Table of Contents Author Guidelines Submit a Manuscript
Mediators of Inflammation
Volume 2010 (2010), Article ID 380937, 11 pages
http://dx.doi.org/10.1155/2010/380937
Research Article

Preventive but Not Curative Efficacy of Celecoxib on Bladder Carcinogenesis in a Rat Model

1Institute of Pharmacology & Experimental Therapeutics, IBILI, Medicine Faculty, Sub-Unit 1 (Polo III), Coimbra University, 3000-354 Coimbra, Portugal
2Department of Urology & Renal Transplantation, Coimbra University Hospital, 3000-075 Coimbra, Portugal
3Institute for Molecular and Cellular Biology, Porto University, 4150 Porto, Portugal
4Service of Anatomic Pathology, Coimbra University Hospital, 3000-075 Coimbra, Portugal
5Pharmacology & Pharmacotoxicology Unit, Pharmacy School of Lisbon, 1649-003 Lisboa, Portugal
6Research Centre for Health Sciences, Beira Interior University, 6201-001 Covilhã, Portugal
7Immunology & Oncology Laboratory, Centre for Neuroscience and Cell Biology, 3004-517 Coimbra, Portugal

Received 29 July 2010; Revised 23 October 2010; Accepted 2 December 2010

Academic Editor: Fulvio D'Acquisto

Copyright © 2010 José Sereno et al. This is an open access article distributed under the Creative Commons Attribution License, which permits unrestricted use, distribution, and reproduction in any medium, provided the original work is properly cited.

Abstract

To evaluate the effect of a cyclooxygenase 2 inhibitor, celecoxib (CEL), on bladder cancer inhibition in a rat model, when used as preventive versus as curative treatment.

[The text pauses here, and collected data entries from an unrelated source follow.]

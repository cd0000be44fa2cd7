//! Olefield - Extract bitmaps from Microsoft Access OLE object fields
//!
//! Access stores pictures in "OLE Object" columns wrapped in a small
//! container: a header with the friendly and class names of the server
//! application, one or more embedded objects, and a fixed footer. This crate
//! walks that container and recovers the pictures as standalone BMP files.
//!
//! # Features
//!
//! - **Object iteration**: List the embedded objects of a field with their
//!   type names and raw payloads
//! - **Bitmap extraction**: `PBrush` payloads are returned as stored,
//!   `METAFILEPICT` payloads have the DIBs of their META_DIBSTRETCHBLT records
//!   converted to BMP files
//! - **Declarative layouts**: Every fixed-size record is described by a
//!   [`fieldspec`] so format assumptions sit next to the fields they check
//! - **Zero-copy parsing**: Objects and `PBrush` bitmaps borrow from the input
//!
//! All iterators are lazy: nothing is parsed before the first call to
//! `next`, and the first error is yielded once and ends the iteration.
//!
//! # Example - Extracting bitmaps
//!
//! ```no_run
//! # fn main() -> Result<(), Box<dyn std::error::Error>> {
//! let field = std::fs::read("photo.bin")?;
//! for (n, bmp) in olefield::bitmaps(&field).enumerate() {
//!     std::fs::write(format!("photo-{n}.bmp"), bmp?)?;
//! }
//! # Ok(())
//! # }
//! ```
//!
//! # Example - Listing objects
//!
//! ```no_run
//! use olefield::{Error, ObjectKind};
//!
//! # fn main() -> Result<(), Box<dyn std::error::Error>> {
//! let field = std::fs::read("photo.bin")?;
//! for object in olefield::objects(&field) {
//!     match object {
//!         Ok(object) if object.kind() == ObjectKind::Other => {
//!             println!("skipping {}", object.type_name_str());
//!         },
//!         Ok(object) => println!("{:?}: {} bytes", object.kind(), object.payload.len()),
//!         Err(e @ Error::Unsupported { .. }) => eprintln!("cannot handle: {e}"),
//!         Err(e) => return Err(e.into()),
//!     }
//! }
//! # Ok(())
//! # }
//! ```

pub mod common;
pub mod fieldspec;
pub mod images;
pub mod ole;

pub use common::error::{Error, Result, SpecError};
pub use images::{Bitmaps, MetafileBitmaps, bitmaps, metafile_bitmaps};
pub use ole::{EmbeddedObject, ObjectKind, Objects, OleField, objects};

The study comprised 52 male Wistar rats, divided in 5 groups, during a 20-week protocol: control: vehicle, carcinogen: 0.05% of N-butyl-N-(4-hydroxybutyl) nitrosamine (BBN), CEL: 10 mg/kg/day of the selective COX-2 inhibitor Celebrex, preventive CEL (CEL+BBN-P), and curative CEL (BBN+CEL-C) groups. Although tumor growth was markedly inhibited by the preventive application of CEL, it was even aggravated by the curative treatment. The incidence of gross bladder carcinoma was: control 0/8(0%), BBN 13/20(65%), CEL 0/8(0%), CEL+BBN-P 1/8(12.5%), and BBN+CEL-C 6/8(75%). The number and volume of carcinomas were significantly lower in the CEL+BBN-P versus BBN, accompanied by an ample reduction in hyperplasia, dysplasia, and papillary tumors as well as COX-2 immunostaining. In spite of the reduction of tumor volumes in the curative BBN+CEL-C group, tumor malignancy was augmented. An anti-inflammatory and antioxidant profile was encountered only in the group under preventive treatment. In conclusion, preventive, but not curative, celecoxib treatment promoted a striking inhibitory effect on bladder cancer development, reinforcing the potential role of chemopreventive strategies based on cyclooxygenase 2 inhibition.